In a non-acute setting, cognitive evaluation done by a neuropsychologist is essential, and depending on the patients’ needs, physical, occupational and speech therapy should address specific deficits.
Due to diverse signs and symptoms, and in scenarios of inadequate anamnesis, present TBI must be differentiated from the following:
- Acute stroke
- Acute and subacute subdural hematoma
- Brain metastasis
- Cerebral aneurysm with/without rupture
- Subarachnoid hemorrhage
- Epileptic tonic-clonic seizures
- Decompensated hydrocephalus
- Epileptiform encephalopathies.
Management of Head Trauma and Increased Intracranial Pressure
Management of head trauma requires a multidisciplinary team. Depending on specific conditions and the severity of injury, outdoor clinic to ICU patient treatment may be necessary.
Hematomas, epidural and subdural, require surgical decompression depending on the neurological status and elevation of ICP.
Contusion and DAI injuries usually require aggressive conservative treatment to prevent raised ICP and its complications.
Firstly, that includes elevation of the head of the bed to improve venous drainage; maintenance of PaO2 >100 mmHg and PaCO2 30-35 mmHg by adequate ventilation and oxygenation; use of the lowest possible AW pressures to avoid obstruction of venous drainage; keeping MAP at pre-intubation level.
Also manitol (or 3 % saline) in 20-30 min intervals is used to reduce ICP by reducing cerebral parenchymal cell water (although it is well known that afterwards drug enters CSF and increases ICP). This neuromuscular blocking drug reduces ICP by blocking the coughing reflex. Sedation by decreasing anxiety, fear and response to pain block the increase of ICP. Steroids reduce edema in traumatic brain injury, but their effect is much more beneficial in the setting of intracranial tumors.
In 2016, the brain trauma foundation gave recommendations for specific treatment options and desired threshold values:
- Blood pressure thresholds should not exceed 100 mmHg for patients 50 to 69 years old or 110 mmHg or above for patients 15 to 49 or above 70 years as it is considered to decrease mortality and improve outcomes.
- Intracranial pressure thresholds: treading ICP higher than 22 mmHg is recommended because values above this level are associated with increased mortality.
- A combination of ICP values and clinical and brain CT findings may be used to make / alter management decisions.
- Cerebral perfusion pressure: recommended target CPP value for survival and adequate outcomes is 60 – 70 mmHg (although minimum optimal CPP threshold may depend upon the autoregulatory status of the patient).
- Avoiding aggressive attempts to maintain CPP higher than 70 mmHg with fluids and pressors because of the risk of adult respiratory failure.
- Advanced cerebral monitoring, such as jugular venous saturation lower than 50% may reduce mortality and improve outcomes.

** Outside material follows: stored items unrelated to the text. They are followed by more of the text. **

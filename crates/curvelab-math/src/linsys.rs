//! Dense linear solves for the boundary-coupled spline systems.
//!
//! The natural and cyclic cubic splines both reduce to `A·D = b`, where `D`
//! holds the first derivative at every knot. `A` has the `[1, 4, 1]` band in
//! its interior rows; the first and last rows depend on the [`Boundary`].
//! The cyclic corners fall outside the band, so the solve is a general dense
//! one with full pivoting.

use curvelab_core::traits::Validate;
use curvelab_core::{CurveError, Result, Tolerance};
use nalgebra::DMatrix;
use serde::{Deserialize, Serialize};

use crate::{Point2, Vector2};

/// End condition of a spline system.
#[derive(Debug, Clone, Copy, PartialEq, Eq, Hash, Serialize, Deserialize)]
pub enum Boundary {
    /// Zero second derivative at the first and last knot.
    Natural,
    /// Last knot coupled back to the first one (closed loop).
    Cyclic,
}

/// Build the `size`×`size` coefficient matrix for the given boundary.
///
/// Entries are assigned rather than accumulated, so for `size == 2` the
/// cyclic corners coincide with the band and the matrix is `[[4,1],[1,4]]`.
pub fn coupled_band_matrix(boundary: Boundary, size: usize) -> DMatrix<f64> {
    let mut a = DMatrix::zeros(size, size);
    if size == 0 {
        return a;
    }
    let last = size - 1;
    if last == 0 {
        a[(0, 0)] = match boundary {
            Boundary::Natural => 2.0,
            Boundary::Cyclic => 4.0,
        };
        return a;
    }

    for i in 1..last {
        a[(i, i - 1)] = 1.0;
        a[(i, i)] = 4.0;
        a[(i, i + 1)] = 1.0;
    }

    match boundary {
        Boundary::Natural => {
            a[(0, 0)] = 2.0;
            a[(0, 1)] = 1.0;
            a[(last, last - 1)] = 1.0;
            a[(last, last)] = 2.0;
        }
        Boundary::Cyclic => {
            a[(0, 0)] = 4.0;
            a[(0, 1)] = 1.0;
            a[(0, last)] = 1.0;
            a[(last, last - 1)] = 1.0;
            a[(last, last)] = 4.0;
            a[(last, 0)] = 1.0;
        }
    }

    a
}

/// Build the right-hand side for both axes: one row per knot, columns `x, y`.
///
/// Row `i` holds `3·(P[i+1] - P[i-1])`. Natural ends fall back to the single
/// neighbouring difference; cyclic ends wrap around.
pub fn tangent_rhs(boundary: Boundary, points: &[Point2]) -> DMatrix<f64> {
    let m = points.len();
    let mut b = DMatrix::zeros(m, 2);
    for i in 0..m {
        let (prev, next) = match boundary {
            Boundary::Natural => (points[i.saturating_sub(1)], points[(i + 1).min(m - 1)]),
            Boundary::Cyclic => (points[(i + m - 1) % m], points[(i + 1) % m]),
        };
        let diff = 3.0 * (next - prev);
        b[(i, 0)] = diff.x;
        b[(i, 1)] = diff.y;
    }
    b
}

/// Solve `matrix · X = rhs` for every column of `rhs`.
///
/// Fails with [`CurveError::SingularSystem`] when the fully pivoted LU
/// factor has a pivot ratio below `tolerance.pivot`, when the solution is not
/// finite, or when its residual exceeds `tolerance.residual`.
pub fn solve(
    matrix: &DMatrix<f64>,
    rhs: &DMatrix<f64>,
    tolerance: Tolerance,
) -> Result<DMatrix<f64>> {
    if !matrix.is_square() {
        return Err(CurveError::Dimension(format!(
            "coefficient matrix must be square, got {}x{}",
            matrix.nrows(),
            matrix.ncols()
        )));
    }
    if rhs.nrows() != matrix.nrows() {
        return Err(CurveError::Dimension(format!(
            "right-hand side has {} rows, matrix has {}",
            rhs.nrows(),
            matrix.nrows()
        )));
    }
    if matrix.nrows() == 0 {
        return Err(CurveError::SingularSystem("empty system".into()));
    }
    if matrix.iter().chain(rhs.iter()).any(|v| !v.is_finite()) {
        return Err(CurveError::SingularSystem("non-finite coefficients".into()));
    }

    let lu = matrix.clone().full_piv_lu();
    let (min_pivot, max_pivot) = lu
        .u()
        .diagonal()
        .iter()
        .fold((f64::INFINITY, 0.0_f64), |(lo, hi), p| (lo.min(p.abs()), hi.max(p.abs())));
    if !tolerance.pivots_ok(min_pivot, max_pivot) {
        return Err(CurveError::SingularSystem(format!(
            "pivot ratio {:e} / {:e} below tolerance {:e}",
            min_pivot, max_pivot, tolerance.pivot
        )));
    }

    let x = lu
        .solve(rhs)
        .ok_or_else(|| CurveError::SingularSystem("LU solve failed".into()))?;
    if x.iter().any(|v| !v.is_finite()) {
        return Err(CurveError::SingularSystem("non-finite solution".into()));
    }

    let residual = (matrix * &x - rhs).amax();
    if !tolerance.residual_ok(residual, rhs.amax()) {
        return Err(CurveError::SingularSystem(format!(
            "residual {:e} exceeds tolerance",
            residual
        )));
    }

    Ok(x)
}

/// A spline derivative system: coefficient matrix plus one column per axis.
#[derive(Debug, Clone, PartialEq)]
pub struct SplineSystem {
    pub matrix: DMatrix<f64>,
    pub rhs: DMatrix<f64>,
}

impl SplineSystem {
    pub fn build(boundary: Boundary, points: &[Point2]) -> Self {
        Self {
            matrix: coupled_band_matrix(boundary, points.len()),
            rhs: tangent_rhs(boundary, points),
        }
    }

    /// Solve for the first derivative at every knot.
    pub fn solve(&self, tolerance: Tolerance) -> Result<Vec<Vector2>> {
        self.validate()?;
        let x = solve(&self.matrix, &self.rhs, tolerance)?;
        Ok(x.row_iter().map(|row| Vector2::new(row[0], row[1])).collect())
    }
}

impl Validate for SplineSystem {
    fn validate(&self) -> Result<()> {
        if !self.matrix.is_square() {
            return Err(CurveError::Dimension(format!(
                "spline matrix is {}x{}",
                self.matrix.nrows(),
                self.matrix.ncols()
            )));
        }
        if self.rhs.nrows() != self.matrix.nrows() || self.rhs.ncols() != 2 {
            return Err(CurveError::Dimension(format!(
                "spline rhs is {}x{}, expected {}x2",
                self.rhs.nrows(),
                self.rhs.ncols(),
                self.matrix.nrows()
            )));
        }
        Ok(())
    }
}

Complications of Traumatic Brain Injury
Both mild and severe traumatic brain injury can lead to complications, the most common being post traumatic seizures. These frequently occur after severe TBI, communicative hydrocephalus, deep vein thrombosis that occurs in half of the patients, spasticity, gastrointestinal and genitourinary complications that present most common in sequels, post traumatic longstanding agitation and heterotopic ossification which are clinically significant in one fifth of the patients.